Fig. 5: Relative timing of eucalypt gene family expansions.
figure 5

a Synonymous substitution rates (Ks) among orthologs derived from shared eucalypt expansion and those that are E. grandis and C. c. variegata specific. Green distribution- Corymbia-Eucalyptus divergence peak among orthologs. Gray distribution- E. grandis expanded orthogroups. Orange distribution- C. c. variegata expanded orthogroups. Purple distribution- E. grandis and C. c. variegata shared expanded orthogroups. b C. c. variegata terpene gene families. Red branches- Terpene synthase family-a genes. Blue branches- Terpene synthase family-b1 genes. Green branches- Terpene synthase family-b2 genes. Orange branches- Terpene synthase family-g genes. Light-blue branches- Terpene synthase family-f genes. Purple branches- Terpene synthases that are generally expanded in C. c. variegata. Yellow branches- Terpene synthases that expanded after C. c. variegata diverged from E. grandis.

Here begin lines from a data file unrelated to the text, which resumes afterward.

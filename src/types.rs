//! Response types for the Hoops API.

use serde::Serialize;

use crate::scraper::parsers::{PlayerDetail, RosterEntry};
use crate::scraper::{Fetched, RosterSnapshot, Source};

/// Roster response
#[derive(Debug, Clone, Serialize)]
#[serde(rename_all = "camelCase")]
pub struct RosterResponse {
    pub players: Vec<RosterEntry>,
    pub partial: bool,
    /// Site-reported total; null when the marker was unreadable
    pub expected: Option<u32>,
    pub source: Source,
    #[serde(skip_serializing_if = "std::ops::Not::not")]
    pub total_unknown: bool,
    #[serde(skip_serializing_if = "Option::is_none")]
    pub browser_error: Option<String>,
}

impl<S: AsRef<RosterSnapshot>> From<&Fetched<S>> for RosterResponse {
    fn from(fetched: &Fetched<S>) -> Self {
        let snapshot = fetched.data().as_ref();
        let stale = matches!(fetched, Fetched::Stale { .. });
        Self {
            players: snapshot.players.clone(),
            partial: snapshot.partial || stale,
            expected: snapshot.expected,
            source: fetched.source(),
            total_unknown: !snapshot.total_known(),
            browser_error: fetched.failure().map(str::to_string),
        }
    }
}

/// Player detail response: the record plus its source
#[derive(Debug, Clone, Serialize)]
pub struct PlayerResponse {
    #[serde(flatten)]
    pub detail: PlayerDetail,
    pub source: Source,
}

impl<D: AsRef<PlayerDetail>> From<&Fetched<D>> for PlayerResponse {
    fn from(fetched: &Fetched<D>) -> Self {
        Self {
            detail: fetched.data().as_ref().clone(),
            source: fetched.source(),
        }
    }
}

/// Health check response
#[derive(Debug, Serialize)]
pub struct HealthResponse {
    pub status: String,
    pub version: String,
}

/// API error response
#[derive(Debug, Serialize)]
pub struct ErrorResponse {
    pub error: String,
}

#[cfg(test)]
mod tests {
    use super::*;
    use std::sync::Arc;

    fn snapshot(expected: Option<u32>, partial: bool) -> Arc<RosterSnapshot> {
        Arc::new(RosterSnapshot {
            players: vec![RosterEntry {
                id: "757769".to_string(),
                name: "A--Bathuyag".to_string(),
                ..Default::default()
            }],
            expected,
            partial,
        })
    }

    #[test]
    fn test_roster_response_shape() {
        let fetched = Fetched::Fresh(snapshot(Some(42), false));
        let json = serde_json::to_value(RosterResponse::from(&fetched)).unwrap();

        assert_eq!(json["source"], "scrape");
        assert_eq!(json["expected"], 42);
        assert_eq!(json["partial"], false);
        assert_eq!(json["players"][0]["id"], "757769");
        assert!(json.get("totalUnknown").is_none());
        assert!(json.get("browserError").is_none());
    }

    #[test]
    fn test_stale_roster_is_partial_with_error() {
        let fetched = Fetched::Stale {
            data: snapshot(Some(42), false),
            reason: "Browser launch failed, using cached data".to_string(),
        };
        let json = serde_json::to_value(RosterResponse::from(&fetched)).unwrap();

        assert_eq!(json["source"], "cache");
        assert_eq!(json["partial"], true);
        assert_eq!(
            json["browserError"],
            "Browser launch failed, using cached data"
        );
    }

    #[test]
    fn test_unknown_total() {
        let fetched = Fetched::Cached(snapshot(None, false));
        let json = serde_json::to_value(RosterResponse::from(&fetched)).unwrap();

        assert!(json["expected"].is_null());
        assert_eq!(json["totalUnknown"], true);
    }

    #[test]
    fn test_player_response_flattens_detail() {
        let fetched = Fetched::Degraded {
            data: Arc::new(PlayerDetail::fallback("9423", "Failed to fetch complete details")),
            reason: "Failed to fetch complete details".to_string(),
        };
        let json = serde_json::to_value(PlayerResponse::from(&fetched)).unwrap();

        assert_eq!(json["id"], "9423");
        assert_eq!(json["name"], "Player 9423");
        assert_eq!(json["source"], "error-fallback");
        assert_eq!(json["error"], "Failed to fetch complete details");
        assert!(json.get("gameLogs").is_none());
    }
}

Terpenes, in addition to regulating growth and developmental processes83, contribute chemical barriers to herbivory84,85, pollinator attraction,86, and thermotolerance87. The largest terpene synthase subfamily in CCV is TPS-a (responsible for sesquiterpene biosynthesis), which has undergone a recent expansion since diverging from Eucalyptus (Fig. 5b; Supplementary Data File 8). The TPS-b1 subfamily (responsible for monoterpene synthesis), was also generally expanded in Corymbia, based on the CCV-expanded orthogroups. The majority of terpenes synthesized by the two subfamilies are volatile and responsible for attracting pollinators and for plant defense via tritrophic interactions88. However, some sesquiterpenes are non-volatile phytoalexins that directly protect against fungal and bacterial pathogens89. Similarly, E. grandis specific expansions occurred post-divergence (Ks ~0.06; n = 296), with gene function enrichments related to sesquiterpenoid/triterpenoid biosynthesis (TPS-a) (P = 0.02) and glycan degradation (P = 0.03) (Supplementary Table 8). These CCV and E. grandis lineage-specific gene family expansions are likely due to selective pressures in environmental niches occupied by these two genera and appear to provide evidence of concerted evolution in eucalypts, but requires investigation of more species to lend support. In particular, genes involved in terpene biosynthesis have undergone separate but parallel expansions via tandem gene duplication32.

Discussion

The generation of a high-quality de novo sequenced genome for Corymbia citriodora subsp. variegata has provided the opportunity to understand how evolutionary history has contributed to genome evolution within the Myrtaceae, an important and diverse group of angiosperms that have radiated across the Southern Hemisphere. After the gamma paleohexaploidy WGD (140 MYA) and divergence from other Rosids, Myrtales (the taxonomic order to which Myrtaceae belongs) underwent another lineage-specific WGD tetraploidy event (109 MYA). Paralogous sequence retention in the CCV genome underpins the importance of this event, finding functional enrichments for genes involved in pathogen inhibition, heat tolerance, and desiccation resistance, as well as pollinator attraction via unsaturated fatty acid metabolism and wax and terpene biosynthesis. This ancestral state of the eucalypt progenitor has been maintained even after Corymbia and Eucalyptus diverged, where large gene families responsible for mono- and sesqui-terpenes synthesis, leaf cuticle wax synthesis, and stress response pathways have expanded further. After the ancient tetraploidy event, most Myrtaceae underwent diploidization, and with few exceptions maintained a haploid chromosome number of eleven whilst exhibiting large differences in genome size (234–1110 Mb)15.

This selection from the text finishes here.